Sample theory is built around a decision model: information to make a particular decision is incomplete, for the purposes of the problem; how can what I now know contribute to a ‘good’ decision – not the right one, the one I would have made if exposed to full information, and perfect judgement (not to speak of an adequate ethical construction), but the one that makes best use of what I can know or come to know using means at my disposal. In this regard truth is neither here nor there. On average a ‘good’ decision will resemble the ‘right’ decision. That is, in expectation, over all possible samples, the data informed good decision is the right decision, the only decision that could be made consistent with what has been observed.

d) Statistics can be misused or misinterpreted

The reason statistical data are collected is rarely disinterested. A researcher may seek an argument for advancing or dismissing a theory; a department may wish to target a given population for some action, assistance or retribution. The value of statistical intervention (for an expert or a data analyst) is in uncovering interpretable patterns in the data. Whether the data can sustain interpretation should be the first concern of a competent statistician. In the absence of such an assurance, statistics invite misuse.
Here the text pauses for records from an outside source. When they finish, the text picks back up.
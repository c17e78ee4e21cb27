use core::fmt;
use serde::{Deserialize, Serialize};

/// Suits ordered for tie-breaking: Clubs < Diamonds < Hearts < Spades < Joker.
#[derive(Debug, Clone, Copy, PartialEq, Eq, PartialOrd, Ord, Hash, Serialize, Deserialize)]
#[repr(u8)]
pub enum Suit {
    Clubs = 0,
    Diamonds = 1,
    Hearts = 2,
    Spades = 3,
    Joker = 4,
}

impl Suit {
    /// The four ordinary suits, excluding the joker pseudo-suit.
    pub const ORDINARY: [Suit; 4] = [Suit::Clubs, Suit::Diamonds, Suit::Hearts, Suit::Spades];

    pub const fn from_index(index: usize) -> Option<Self> {
        match index {
            0 => Some(Suit::Clubs),
            1 => Some(Suit::Diamonds),
            2 => Some(Suit::Hearts),
            3 => Some(Suit::Spades),
            4 => Some(Suit::Joker),
            _ => None,
        }
    }

    pub const fn index(self) -> usize {
        self as usize
    }

    pub const fn is_joker(self) -> bool {
        matches!(self, Suit::Joker)
    }
}

impl fmt::Display for Suit {
    fn fmt(&self, f: &mut fmt::Formatter<'_>) -> fmt::Result {
        let symbol = match self {
            Suit::Clubs => "C",
            Suit::Diamonds => "D",
            Suit::Hearts => "H",
            Suit::Spades => "S",
            Suit::Joker => "J",
        };
        f.write_str(symbol)
    }
}

#[cfg(test)]
mod tests {
    use super::Suit;

    #[test]
    fn display_returns_ascii_symbols() {
        assert_eq!(Suit::Clubs.to_string(), "C");
        assert_eq!(Suit::Joker.to_string(), "J");
    }

    #[test]
    fn from_index_maps_valid_values() {
        assert_eq!(Suit::from_index(3), Some(Suit::Spades));
        assert_eq!(Suit::from_index(5), None);
    }

    #[test]
    fn joker_sorts_last() {
        assert!(Suit::ORDINARY.iter().all(|suit| *suit < Suit::Joker));
    }
}
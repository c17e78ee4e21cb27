use crate::model::card::{Card, CardId};
use serde::Serialize;
use std::vec::Vec;

/// Cards held by one seat, kept in natural (rank, suit, id) order.
#[derive(Debug, Clone, Default, PartialEq, Eq, Serialize)]
#[serde(transparent)]
pub struct Hand {
    cards: Vec<Card>,
}

impl Hand {
    pub fn new() -> Self {
        Self { cards: Vec::new() }
    }

    pub fn with_cards(cards: Vec<Card>) -> Self {
        let mut hand = Self { cards };
        hand.sort();
        hand
    }

    pub fn add(&mut self, card: Card) {
        self.cards.push(card);
        self.sort();
    }

    pub fn remove(&mut self, id: CardId) -> Option<Card> {
        let index = self.cards.iter().position(|c| c.id == id)?;
        Some(self.cards.remove(index))
    }

    /// Removes every id or none of them.
    pub fn remove_all(&mut self, ids: &[CardId]) -> Option<Vec<Card>> {
        if !self.contains_all(ids) {
            return None;
        }
        let removed = ids.iter().filter_map(|id| self.remove(*id)).collect();
        Some(removed)
    }

    pub fn contains(&self, id: CardId) -> bool {
        self.cards.iter().any(|c| c.id == id)
    }

    pub fn contains_all(&self, ids: &[CardId]) -> bool {
        let mut seen: Vec<CardId> = Vec::with_capacity(ids.len());
        for id in ids {
            if seen.contains(id) || !self.contains(*id) {
                return false;
            }
            seen.push(*id);
        }
        true
    }

    pub fn get(&self, id: CardId) -> Option<Card> {
        self.cards.iter().copied().find(|c| c.id == id)
    }

    pub fn len(&self) -> usize {
        self.cards.len()
    }

    pub fn is_empty(&self) -> bool {
        self.cards.is_empty()
    }

    pub fn iter(&self) -> impl Iterator<Item = &Card> {
        self.cards.iter()
    }

    pub fn cards(&self) -> &[Card] {
        &self.cards
    }

    fn sort(&mut self) {
        self.cards.sort_by(|a, b| {
            a.rank
                .cmp(&b.rank)
                .then(a.suit.cmp(&b.suit))
                .then(a.id.cmp(&b.id))
        });
    }
}

#[cfg(test)]
mod tests {
    use super::Hand;
    use crate::model::card::{Card, CardId};
    use crate::model::rank::Rank;
    use crate::model::suit::Suit;

    fn card(rank: Rank, suit: Suit, deck: u8) -> Card {
        Card::new(rank, suit, deck).unwrap()
    }

    #[test]
    fn add_and_remove_cards() {
        let mut hand = Hand::new();
        let three = card(Rank::Three, Suit::Clubs, 0);
        hand.add(three);
        assert!(hand.contains(three.id));
        assert_eq!(hand.remove(three.id), Some(three));
        assert!(!hand.contains(three.id));
    }

    #[test]
    fn cards_are_sorted_by_rank_then_suit() {
        let hand = Hand::with_cards(vec![
            card(Rank::King, Suit::Spades, 0),
            card(Rank::Two, Suit::Hearts, 1),
            card(Rank::Two, Suit::Clubs, 0),
        ]);
        let ordered: Vec<_> = hand.iter().map(|c| (c.rank, c.suit)).collect();
        assert_eq!(
            ordered,
            vec![
                (Rank::Two, Suit::Clubs),
                (Rank::Two, Suit::Hearts),
                (Rank::King, Suit::Spades)
            ]
        );
    }

    #[test]
    fn remove_all_is_all_or_nothing() {
        let a = card(Rank::Four, Suit::Clubs, 0);
        let b = card(Rank::Four, Suit::Clubs, 1);
        let mut hand = Hand::with_cards(vec![a, b]);
        assert!(hand.remove_all(&[a.id, CardId(99)]).is_none());
        assert_eq!(hand.len(), 2);
        assert!(hand.remove_all(&[a.id, a.id]).is_none());
        assert_eq!(hand.remove_all(&[a.id, b.id]).map(|v| v.len()), Some(2));
        assert!(hand.is_empty());
    }
}
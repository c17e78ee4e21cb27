use crate::game::state::{GameState, Phase, TrickEntry};
use crate::model::card::Card;
use crate::model::play::Play;
use crate::model::player::{SEATS, Seat, Team};
use crate::model::rank::Rank;
use crate::model::trump::TrumpContext;
use serde::Serialize;

/// Consumer-facing view of the table. Other seats' hands appear only as counts.
#[derive(Debug, Clone, PartialEq, Eq, Serialize)]
pub struct GameSnapshot {
    pub phase: Phase,
    pub round_number: u32,
    pub current_player: Seat,
    pub level: Rank,
    pub trump: TrumpContext,
    pub team_scores: [u32; 2],
    pub hand_sizes: [usize; SEATS],
    #[serde(skip_serializing_if = "Option::is_none")]
    pub perspective: Option<Seat>,
    #[serde(skip_serializing_if = "Option::is_none")]
    pub own_hand: Option<Vec<Card>>,
    pub last_play: Option<Play>,
    pub last_play_player: Option<Seat>,
    pub current_trick: Vec<TrickEntry>,
    pub plays_this_round: usize,
    pub cards_played: usize,
    pub round_winner: Option<Seat>,
    pub game_winner: Option<Team>,
}

impl GameSnapshot {
    pub fn capture(state: &GameState, perspective: Option<Seat>) -> Self {
        Self {
            phase: state.phase,
            round_number: state.round_number,
            current_player: state.current_player,
            level: state.level,
            trump: state.trump,
            team_scores: state.team_scores,
            hand_sizes: state.hand_sizes(),
            perspective,
            own_hand: perspective.map(|seat| state.hand(seat).cards().to_vec()),
            last_play: state.last_play.clone(),
            last_play_player: state.last_play_player,
            current_trick: state.current_trick.clone(),
            plays_this_round: state.history.len(),
            cards_played: state.played_count(),
            round_winner: state.round_winner,
            game_winner: state.game_winner,
        }
    }

    pub fn to_json(&self) -> serde_json::Result<String> {
        serde_json::to_string_pretty(self)
    }
}

#[cfg(test)]
mod tests {
    use crate::game::manager::GameManager;
    use crate::model::player::Seat;

    #[test]
    fn snapshot_serializes_to_json() {
        let mut manager = GameManager::with_seed(99);
        manager.start_new_game();
        let json = manager.snapshot(None).to_json().unwrap();
        assert!(json.contains("\"phase\": \"playing\""));
        assert!(json.contains("\"round_number\": 1"));
        assert!(!json.contains("\"own_hand\""));
    }

    #[test]
    fn perspective_reveals_only_own_hand() {
        let mut manager = GameManager::with_seed(100);
        manager.start_new_game();
        let snapshot = manager.snapshot(Some(Seat(2)));
        let own = snapshot.own_hand.as_ref().unwrap();
        assert_eq!(own.as_slice(), manager.state().hand(Seat(2)).cards());
        assert_eq!(snapshot.hand_sizes, [27; 4]);
    }
}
Sampling theory furnishes context – ‘design’, ‘process quality’, ‘estimation’ – to the assemblage and manipulation of data into statistical form, that is as functions of sampled data which throw light on the character of the underlying population. Misapplication of statistics results from disengagement of these design elements from the analytical knowledge pool; or more commonly from the investment of the sampled elements with the qualities of their population counterpart. We interpret the sample – not as one realisation of many possible, but as an archetype of the phenomenon under study.
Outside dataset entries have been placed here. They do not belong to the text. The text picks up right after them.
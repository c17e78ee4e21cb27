use core::fmt;
use serde::{Deserialize, Serialize};

#[derive(Debug, Clone, Copy, PartialEq, Eq, Hash, Ord, PartialOrd, Serialize, Deserialize)]
#[repr(u8)]
pub enum Rank {
    Two = 2,
    Three = 3,
    Four = 4,
    Five = 5,
    Six = 6,
    Seven = 7,
    Eight = 8,
    Nine = 9,
    Ten = 10,
    Jack = 11,
    Queen = 12,
    King = 13,
    Ace = 14,
    SmallJoker = 15,
    BigJoker = 16,
}

impl Rank {
    /// The thirteen suited ranks in natural order.
    pub const ORDERED: [Rank; 13] = [
        Rank::Two,
        Rank::Three,
        Rank::Four,
        Rank::Five,
        Rank::Six,
        Rank::Seven,
        Rank::Eight,
        Rank::Nine,
        Rank::Ten,
        Rank::Jack,
        Rank::Queen,
        Rank::King,
        Rank::Ace,
    ];

    /// Every rank including both jokers.
    pub const ALL: [Rank; 15] = [
        Rank::Two,
        Rank::Three,
        Rank::Four,
        Rank::Five,
        Rank::Six,
        Rank::Seven,
        Rank::Eight,
        Rank::Nine,
        Rank::Ten,
        Rank::Jack,
        Rank::Queen,
        Rank::King,
        Rank::Ace,
        Rank::SmallJoker,
        Rank::BigJoker,
    ];

    pub const fn from_value(value: u8) -> Option<Self> {
        match value {
            2 => Some(Rank::Two),
            3 => Some(Rank::Three),
            4 => Some(Rank::Four),
            5 => Some(Rank::Five),
            6 => Some(Rank::Six),
            7 => Some(Rank::Seven),
            8 => Some(Rank::Eight),
            9 => Some(Rank::Nine),
            10 => Some(Rank::Ten),
            11 => Some(Rank::Jack),
            12 => Some(Rank::Queen),
            13 => Some(Rank::King),
            14 => Some(Rank::Ace),
            15 => Some(Rank::SmallJoker),
            16 => Some(Rank::BigJoker),
            _ => None,
        }
    }

    pub const fn value(self) -> u8 {
        self as u8
    }

    /// Dense index in `0..15`, used for per-rank tables.
    pub const fn index(self) -> usize {
        self as usize - 2
    }

    pub const fn is_joker(self) -> bool {
        matches!(self, Rank::SmallJoker | Rank::BigJoker)
    }

    /// Next level after winning a round; `None` once Ace has been played through.
    pub const fn next_level(self) -> Option<Rank> {
        match self {
            Rank::Two => Some(Rank::Three),
            Rank::Ace | Rank::SmallJoker | Rank::BigJoker => None,
            other => Rank::from_value(other.value() + 1),
        }
    }
}

impl fmt::Display for Rank {
    fn fmt(&self, f: &mut fmt::Formatter<'_>) -> fmt::Result {
        let text = match self {
            Rank::Two => "2",
            Rank::Three => "3",
            Rank::Four => "4",
            Rank::Five => "5",
            Rank::Six => "6",
            Rank::Seven => "7",
            Rank::Eight => "8",
            Rank::Nine => "9",
            Rank::Ten => "10",
            Rank::Jack => "J",
            Rank::Queen => "Q",
            Rank::King => "K",
            Rank::Ace => "A",
            Rank::SmallJoker => "sj",
            Rank::BigJoker => "BJ",
        };
        f.write_str(text)
    }
}

#[cfg(test)]
mod tests {
    use super::Rank;

    #[test]
    fn from_value_maps() {
        assert_eq!(Rank::from_value(11), Some(Rank::Jack));
        assert_eq!(Rank::from_value(16), Some(Rank::BigJoker));
        assert_eq!(Rank::from_value(1), None);
    }

    #[test]
    fn display_matches_symbols() {
        assert_eq!(Rank::Queen.to_string(), "Q");
        assert_eq!(Rank::Ten.to_string(), "10");
    }

    #[test]
    fn level_progression_stops_after_ace() {
        assert_eq!(Rank::Two.next_level(), Some(Rank::Three));
        assert_eq!(Rank::Nine.next_level(), Some(Rank::Ten));
        assert_eq!(Rank::King.next_level(), Some(Rank::Ace));
        assert_eq!(Rank::Ace.next_level(), None);
    }

    #[test]
    fn index_is_dense() {
        for (i, rank) in Rank::ALL.iter().enumerate() {
            assert_eq!(rank.index(), i);
        }
    }
}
As antidote to the worst of this abuse sampling theory informs how data is to be assembled, processed and interpreted, entirely free of what it ‘means’. Data informs a researcher or subject analyst to the extent that the collection design faithfully reflects the research designs as conveyed to the statistician responsible for it and its implementation. Things go wrong – disastrously for the reputation of otherwise respectable branches of science – when the statistical artifice is mistaken for epistemic fact. Eysenck’s use of quantitative genetics to derive an organic theory comes unstuck because the quantitative givens (regression, correlates .. ) are treated as the elements of a theory of heritability, whereas they take meaning irrevocably in a statistical frame. He mishandles statistics badly in the course of imparting authority to a tendentious opinion. A reappraisal of the evidence correctly employing the statistical constructs gives strong evidence conducive to doubt in relation to his primary hypothesis.

References

Singh, S., Advanced Sampling Theory with Applications, Kluwer, 2004

Matthews, R. A. J., Facts versus Factions: the use and abuse of subjectivity in scientific research, The European Science and Environment Forum, Cambridge, 1998

Velden, M., Vexed Variations, Review of Intelligence, by Hans J. Eysenck, in the Times Literary Supplement, April 16 1999.

Lindley, D. V., Seeing and doing: the Concept of Causality, International Statistical Review (2000), 70,2 191-214

Quaresma Goncalves, S. P., A Brave New World, Q2004, Mainz, May 2004

[1] But for the other side of the picture See: Quaresma, ‘These options [filtering incorrect records or their translations to other codes] must be presented to the statisticians responsible for data production and who should choose which solution to adopt. Data ownership is always respected and ensured, and the data analyst role is only to help and assist statisticians along the process.’